Author put his eye on the hurricane
During a local talk, he will focus on the people's stories, not on the statistics, of Katrina.
By DEMORRIS A. LEE
Published August 15, 2006
CLEARWATER - Douglas Brinkley was visiting the Gulf Coast town of Bay St. Louis, Miss., last year when Hurricane Katrina breached the shoreline and washed the city away.
The Tulane University history professor and New Orleans resident evacuated his family to Houston but returned to the Gulf Coast two days later with a tape recorder, wanting to capture the disaster for its historical value.
Brinkley's experiences over one week are the basis of a book of more than 600 pages, The Great Deluge: Hurricane Katrina, New Orleans, and the Mississippi Gulf Coast.
Brinkley, author of four New York Times best-sellers, begins his accounts Aug. 27, just before the storm hit, and ends them Sept. 3.
Brinkley, 45, will share those experiences at 7 p.m.
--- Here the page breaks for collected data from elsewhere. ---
//! Mathematical utility functions for the estimators.
//!
//! Floating-point helpers used *after* the fixed-point stages: the log-log
//! and divergence regressions, robust aggregation of per-pair slopes, the
//! normal CDF used by the risk forecast, and DFA box-size generation.

use crate::errors::{NldError, NldResult};

/// Numerical constants shared by the helpers.
pub mod constants {
    /// Default tolerance for approximate comparisons
    pub const DEFAULT_EPSILON: f64 = 1e-12;
    /// Smallest argument accepted by `safe_ln`
    pub const MIN_LOG_VALUE: f64 = 1e-300;
    /// Smallest predictor spread accepted by the regression
    pub const MIN_VARIANCE: f64 = 1e-14;
    /// Tukey fence multiplier for IQR trimming
    pub const IQR_FENCE: f64 = 1.5;
}

/// Safe floating point comparison functions
pub mod float_ops {
    use super::constants::{DEFAULT_EPSILON, MIN_LOG_VALUE};

    /// Check if a floating point number is approximately zero
    #[inline]
    pub fn approx_zero(x: f64) -> bool {
        x.abs() < DEFAULT_EPSILON
    }

    /// Check if a floating point number is approximately zero with custom epsilon
    #[inline]
    pub fn approx_zero_eps(x: f64, epsilon: f64) -> bool {
        x.abs() < epsilon
    }

    /// Division that refuses near-zero denominators and non-finite inputs
    pub fn safe_div(numerator: f64, denominator: f64) -> Option<f64> {
        if approx_zero(denominator) || !numerator.is_finite() || !denominator.is_finite() {
            None
        } else {
            Some(numerator / denominator)
        }
    }

    /// Logarithm that refuses non-positive and non-finite arguments
    pub fn safe_ln(x: f64) -> Option<f64> {
        if x > MIN_LOG_VALUE && x.is_finite() {
            Some(x.ln())
        } else {
            None
        }
    }

    /// Replace NaN and infinities with zero
    #[inline]
    pub fn finite_or_zero(x: f64) -> f64 {
        if x.is_finite() {
            x
        } else {
            0.0
        }
    }
}

/// Total order on floats with NaN sorted last
pub fn float_total_cmp(a: &f64, b: &f64) -> std::cmp::Ordering {
    a.partial_cmp(b).unwrap_or_else(|| match (a.is_nan(), b.is_nan()) {
        (true, true) => std::cmp::Ordering::Equal,
        (true, false) => std::cmp::Ordering::Greater,
        _ => std::cmp::Ordering::Less,
    })
}

/// Arithmetic mean; zero for an empty slice.
pub fn mean(values: &[f64]) -> f64 {
    if values.is_empty() {
        0.0
    } else {
        values.iter().sum::<f64>() / values.len() as f64
    }
}

/// Median (averages the middle pair for even lengths); NaN when empty.
pub fn median(values: &[f64]) -> f64 {
    if values.is_empty() {
        return f64::NAN;
    }
    let mut sorted = values.to_vec();
    sorted.sort_by(float_total_cmp);
    percentile(&sorted, 0.5)
}

/// Percentile of sorted data with linear interpolation, `p` in `[0, 1]`.
pub fn percentile(sorted_data: &[f64], p: f64) -> f64 {
    if sorted_data.is_empty() {
        return f64::NAN;
    }
    if p <= 0.0 {
        return sorted_data[0];
    }
    if p >= 1.0 {
        return sorted_data[sorted_data.len() - 1];
    }

    let index = p * (sorted_data.len() - 1) as f64;
    let lower = index.floor() as usize;
    let upper = index.ceil() as usize;
    if lower == upper {
        sorted_data[lower]
    } else {
        let weight = index - lower as f64;
        sorted_data[lower] * (1.0 - weight) + sorted_data[upper] * weight
    }
}

/// Drop values outside the Tukey fences `[Q1 - 1.5·IQR, Q3 + 1.5·IQR]`.
///
/// Non-finite values are always dropped. With fewer than four finite values
/// the quartiles are meaningless and the finite values are returned as-is.
pub fn iqr_filter(values: &[f64]) -> Vec<f64> {
    let mut sorted: Vec<f64> = values.iter().copied().filter(|v| v.is_finite()).collect();
    if sorted.len() < 4 {
        return sorted;
    }
    sorted.sort_by(float_total_cmp);

    let q1 = percentile(&sorted, 0.25);
    let q3 = percentile(&sorted, 0.75);
    let spread = q3 - q1;
    let low = q1 - constants::IQR_FENCE * spread;
    let high = q3 + constants::IQR_FENCE * spread;
    sorted.retain(|&v| v >= low && v <= high);
    sorted
}

/// Result of a simple linear regression `y = intercept + slope·x`.
#[derive(Debug, Clone, PartialEq)]
pub struct OlsFit {
    /// Estimated slope
    pub slope: f64,
    /// Estimated intercept
    pub intercept: f64,
    /// Standard error of the slope (zero when there are no residual degrees of freedom)
    pub std_error: f64,
    /// Coefficient of determination
    pub r_squared: f64,
    /// Residuals `y - ŷ`
    pub residuals: Vec<f64>,
}

/// Ordinary least squares on centred data.
///
/// Centring before forming the cross products avoids the cancellation of the
/// textbook `n∑xy − ∑x∑y` form when `x` is large with small spread (log box
/// sizes, step indices offset from zero).
///
/// # Errors
/// - [`NldError::InsufficientData`] for mismatched lengths or fewer than 2 points
/// - [`NldError::NumericalError`] for non-finite data or a constant predictor
///
/// # Example
/// ```rust
/// use nld_q15::math_utils::ols_regression;
///
/// let x = vec![1.0, 2.0, 3.0, 4.0, 5.0];
/// let y = vec![2.0, 4.0, 6.0, 8.0, 10.0];
/// let fit = ols_regression(&x, &y).unwrap();
/// assert!((fit.slope - 2.0).abs() < 1e-10);
/// ```
pub fn ols_regression(x: &[f64], y: &[f64]) -> NldResult<OlsFit> {
    if x.len() != y.len() || x.len() < 2 {
        return Err(NldError::InsufficientData {
            required: 2,
            actual: x.len().min(y.len()),
        });
    }
    if !x.iter().chain(y).all(|v| v.is_finite()) {
        return Err(NldError::NumericalError {
            reason: "Non-finite values in regression data".to_string(),
            operation: Some("ols_regression".to_string()),
        });
    }

    let n = x.len() as f64;
    let mean_x = mean(x);
    let mean_y = mean(y);

    let (sxy, sxx, syy) = x.iter().zip(y).fold((0.0, 0.0, 0.0), |(sxy, sxx, syy), (xi, yi)| {
        let dx = xi - mean_x;
        let dy = yi - mean_y;
        (sxy + dx * dy, sxx + dx * dx, syy + dy * dy)
    });

    if float_ops::approx_zero_eps(sxx, constants::MIN_VARIANCE) {
        return Err(NldError::NumericalError {
            reason: "Predictor variable has zero variance (constant values)".to_string(),
            operation: Some("ols_regression".to_string()),
        });
    }

    let slope = sxy / sxx;
    let intercept = mean_y - slope * mean_x;

    let residuals: Vec<f64> = x
        .iter()
        .zip(y)
        .map(|(xi, yi)| yi - (intercept + slope * xi))
        .collect();
    let rss: f64 = residuals.iter().map(|r| r * r).sum();

    let std_error = if x.len() > 2 {
        (rss / (n - 2.0) / sxx).sqrt()
    } else {
        0.0
    };
    let r_squared = if float_ops::approx_zero(syy) {
        1.0
    } else {
        (1.0 - rss / syy).clamp(0.0, 1.0)
    };

    Ok(OlsFit {
        slope,
        intercept,
        std_error,
        r_squared,
        residuals,
    })
}

/// Standard normal cumulative distribution function, Φ(x) = ½(1 + erf(x/√2)).
///
/// Maximum absolute error about 1.5e-7; saturates to exactly 0 and 1 beyond ±8.
pub fn standard_normal_cdf(x: f64) -> f64 {
    if x.is_nan() {
        return 0.5;
    }
    if x < -8.0 {
        return 0.0;
    }
    if x > 8.0 {
        return 1.0;
    }
    (0.5 * (1.0 + erf(x / std::f64::consts::SQRT_2))).clamp(0.0, 1.0)
}

/// Error function, Abramowitz & Stegun formula 7.1.26.
pub fn erf(x: f64) -> f64 {
    if x == 0.0 {
        return 0.0;
    }
    if x.abs() > 6.0 {
        return x.signum();
    }

    let a1 = 0.254829592;
    let a2 = -0.284496736;
    let a3 = 1.421413741;
    let a4 = -1.453152027;
    let a5 = 1.061405429;
    let p = 0.3275911;

    let sign = x.signum();
    let x = x.abs();
    let t = 1.0 / (1.0 + p * x);
    let y = 1.0 - (((((a5 * t + a4) * t) + a3) * t + a2) * t + a1) * t * (-x * x).exp();
    sign * y
}

/// Logarithmically spaced DFA box sizes.
///
/// The effective maximum is `min(max_box, ⌊max_fraction · n⌋)`. Sizes are
/// rounded to integers and deduplicated, so fewer than `count` sizes may be
/// returned. Empty when the effective maximum is below `min_box`.
pub fn generate_box_sizes(
    n: usize,
    min_box: usize,
    max_box: usize,
    max_fraction: f64,
    count: usize,
) -> Vec<usize> {
    let effective_max = max_box.min((max_fraction * n as f64).floor() as usize);
    if min_box == 0 || effective_max < min_box {
        return Vec::new();
    }
    if count < 2 || effective_max == min_box {
        return vec![min_box];
    }

    let log_min = (min_box as f64).ln();
    let step = ((effective_max as f64).ln() - log_min) / (count - 1) as f64;
    let mut sizes: Vec<usize> = Vec::with_capacity(count);
    for i in 0..count {
        let size = ((log_min + step * i as f64).exp().round() as usize).clamp(min_box, effective_max);
        if sizes.last().map_or(true, |&last| size > last) {
            sizes.push(size);
        }
    }
    sizes
}
//! Detrended fluctuation analysis (Peng method) in integer arithmetic.
//!
//! Pipeline mapping:
//!
//! | Stage | Work |
//! |---|---|
//! | PhaseSpaceReconstruction | mean removal and cumulative sum in `i64`, wide scale-in |
//! | DistanceCalculation | per box size: integer least-squares detrend, residual RMS, mean over boxes |
//! | IndexCalculation | table log of F and n, scale-out |
//! | Aggregation | OLS slope α of ln F against ln n |
//!
//! Residuals are carried with [`RESIDUAL_FRAC_BITS`] extra fractional bits so
//! the RMS of small fluctuations is not swamped by integer rounding; their
//! squares are summed in `i64`.

use crate::config::{AnalysisConfig, Algorithm};
use crate::coordinator::{
    PipelineStage, QualityFlag, StageConfig, StageContext, StageKernel, StageOutcome,
    StagePayload,
};
use crate::fixed_point::{isqrt_wide, log_wide, Q15};
use crate::math_utils::{generate_box_sizes, ols_regression};
use log::{debug, warn};

/// Extra fractional bits carried by detrended residuals and fluctuations.
pub const RESIDUAL_FRAC_BITS: u32 = 4;

/// Minimum boxes for a scale to count.
const MIN_BOXES: usize = 2;

/// Minimum scales kept when thinning the final fit.
const MIN_THINNED_SCALES: usize = 4;

/// Peng DFA parameters.
#[derive(Debug, Clone, Copy, PartialEq)]
pub struct DfaParams {
    /// Smallest box
    pub min_box_size: usize,
    /// Largest box
    pub max_box_size: usize,
    /// Largest box as a fraction of the window
    pub max_box_fraction: f64,
    /// Log-spaced sizes before deduplication
    pub box_size_count: usize,
}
Thursday at the Clearwater Main Library, 100 N Osceola Ave.
"It's written in the past tense, and I used oral history techniques, became an investigative journalist, and there's an emotive quality," Brinkley said Monday in a telephone interview. "I was purposely emotional. I don't want people 500 years from now to look back on Hurricane Katrina as numbers. I want them to feel the human stories."
Thursday's discussion, to be held in the library's first-floor meeting room, is sponsored by the Friends of the Clearwater Library. Copies of the book will be available for purchase.
Jan Nickols, community services manager for the Clearwater Public Library System, said the event is an opportunity for Brinkley to talk about the book but also a chance for residents to focus on storm preparedness.
Brinkley is a noted historian, with his last three narratives - Tour of Duty: John Kerry and the Vietnam War, The Boys of Pointe du Hoc, and Parish Priest: Father Michael McGivney and American Catholicism - becoming New York Times best-sellers.
In his new book, Brinkley said, he touches on experiences that include "seeing dead corpses floating in the toxic water" and the ineptness of all forms of government, including the local police and the Federal Emergency Management Agency.
"I want readers to remember there was a human cost to the political cronyism, shoddy engineering and bogus public policy in New Orleans," Brinkley said. "Everybody in America, when it comes to disasters, we are only as good as our local emergency operations centers, and it's all about preparedness."